| Task to complete |
Identify, in the records below, every line where the string "else" appears, and copy each such line.

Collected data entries
*** Begin section ***
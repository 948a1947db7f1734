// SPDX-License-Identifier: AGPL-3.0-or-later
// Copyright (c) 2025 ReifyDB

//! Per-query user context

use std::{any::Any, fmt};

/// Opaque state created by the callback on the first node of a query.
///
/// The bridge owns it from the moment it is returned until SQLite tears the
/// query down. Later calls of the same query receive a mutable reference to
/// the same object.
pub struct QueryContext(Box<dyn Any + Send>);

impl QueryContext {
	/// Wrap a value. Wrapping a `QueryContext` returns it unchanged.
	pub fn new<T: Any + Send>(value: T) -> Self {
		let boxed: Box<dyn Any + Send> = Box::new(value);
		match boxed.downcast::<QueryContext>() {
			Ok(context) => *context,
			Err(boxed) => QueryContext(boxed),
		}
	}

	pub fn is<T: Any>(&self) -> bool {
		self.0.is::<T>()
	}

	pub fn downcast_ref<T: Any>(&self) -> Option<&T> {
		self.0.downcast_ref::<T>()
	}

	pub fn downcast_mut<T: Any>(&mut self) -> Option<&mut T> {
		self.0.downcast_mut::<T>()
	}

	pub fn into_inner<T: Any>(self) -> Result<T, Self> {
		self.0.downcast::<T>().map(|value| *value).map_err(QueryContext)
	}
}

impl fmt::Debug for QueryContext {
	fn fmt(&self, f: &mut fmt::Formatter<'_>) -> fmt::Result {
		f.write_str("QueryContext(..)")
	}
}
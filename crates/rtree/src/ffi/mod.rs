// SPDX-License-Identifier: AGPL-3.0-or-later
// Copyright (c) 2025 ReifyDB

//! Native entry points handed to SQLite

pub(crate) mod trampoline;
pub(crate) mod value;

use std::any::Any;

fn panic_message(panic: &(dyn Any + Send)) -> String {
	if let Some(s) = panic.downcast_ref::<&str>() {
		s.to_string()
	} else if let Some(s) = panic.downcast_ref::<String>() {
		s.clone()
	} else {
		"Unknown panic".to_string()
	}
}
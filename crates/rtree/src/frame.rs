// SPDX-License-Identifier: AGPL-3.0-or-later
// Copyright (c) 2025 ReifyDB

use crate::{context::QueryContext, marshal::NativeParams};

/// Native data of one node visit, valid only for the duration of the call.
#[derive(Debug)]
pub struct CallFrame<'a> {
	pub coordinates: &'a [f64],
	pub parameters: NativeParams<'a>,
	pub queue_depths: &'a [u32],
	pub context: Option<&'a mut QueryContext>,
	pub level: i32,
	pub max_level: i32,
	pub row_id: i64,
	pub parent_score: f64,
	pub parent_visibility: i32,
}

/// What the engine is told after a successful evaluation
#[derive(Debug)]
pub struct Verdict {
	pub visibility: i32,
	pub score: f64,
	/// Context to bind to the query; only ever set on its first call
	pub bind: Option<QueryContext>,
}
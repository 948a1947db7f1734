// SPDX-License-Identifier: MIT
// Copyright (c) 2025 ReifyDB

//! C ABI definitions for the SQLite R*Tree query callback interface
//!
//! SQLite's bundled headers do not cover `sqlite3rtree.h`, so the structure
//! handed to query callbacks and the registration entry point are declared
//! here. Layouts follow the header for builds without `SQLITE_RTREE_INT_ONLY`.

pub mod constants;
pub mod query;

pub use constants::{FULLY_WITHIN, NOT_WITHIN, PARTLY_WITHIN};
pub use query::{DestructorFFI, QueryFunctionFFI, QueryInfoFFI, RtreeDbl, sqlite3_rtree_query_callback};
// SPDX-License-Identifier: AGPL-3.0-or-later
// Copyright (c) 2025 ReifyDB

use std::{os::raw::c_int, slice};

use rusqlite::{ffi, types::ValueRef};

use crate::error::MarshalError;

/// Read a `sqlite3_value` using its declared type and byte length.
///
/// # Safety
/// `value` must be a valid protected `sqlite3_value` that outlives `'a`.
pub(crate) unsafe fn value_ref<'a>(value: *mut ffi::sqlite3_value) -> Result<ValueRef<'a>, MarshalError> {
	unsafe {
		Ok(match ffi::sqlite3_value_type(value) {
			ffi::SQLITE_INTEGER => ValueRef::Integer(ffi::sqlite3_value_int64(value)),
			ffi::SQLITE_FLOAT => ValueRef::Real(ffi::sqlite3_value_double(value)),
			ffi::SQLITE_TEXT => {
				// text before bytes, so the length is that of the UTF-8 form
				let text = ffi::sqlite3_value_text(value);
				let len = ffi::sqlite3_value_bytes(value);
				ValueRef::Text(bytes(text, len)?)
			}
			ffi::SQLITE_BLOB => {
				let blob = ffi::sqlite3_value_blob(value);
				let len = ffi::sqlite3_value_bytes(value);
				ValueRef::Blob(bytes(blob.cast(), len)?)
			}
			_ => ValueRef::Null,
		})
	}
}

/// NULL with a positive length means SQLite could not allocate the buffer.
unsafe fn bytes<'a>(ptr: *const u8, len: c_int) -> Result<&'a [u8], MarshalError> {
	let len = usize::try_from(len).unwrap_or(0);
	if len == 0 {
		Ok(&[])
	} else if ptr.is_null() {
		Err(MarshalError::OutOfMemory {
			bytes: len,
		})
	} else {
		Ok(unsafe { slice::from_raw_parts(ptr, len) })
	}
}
*** End section ***
| Output |
	} else if let Some(s) = panic.downcast_ref::<String>() {
	} else {
	} else if ptr.is_null() {
	} else {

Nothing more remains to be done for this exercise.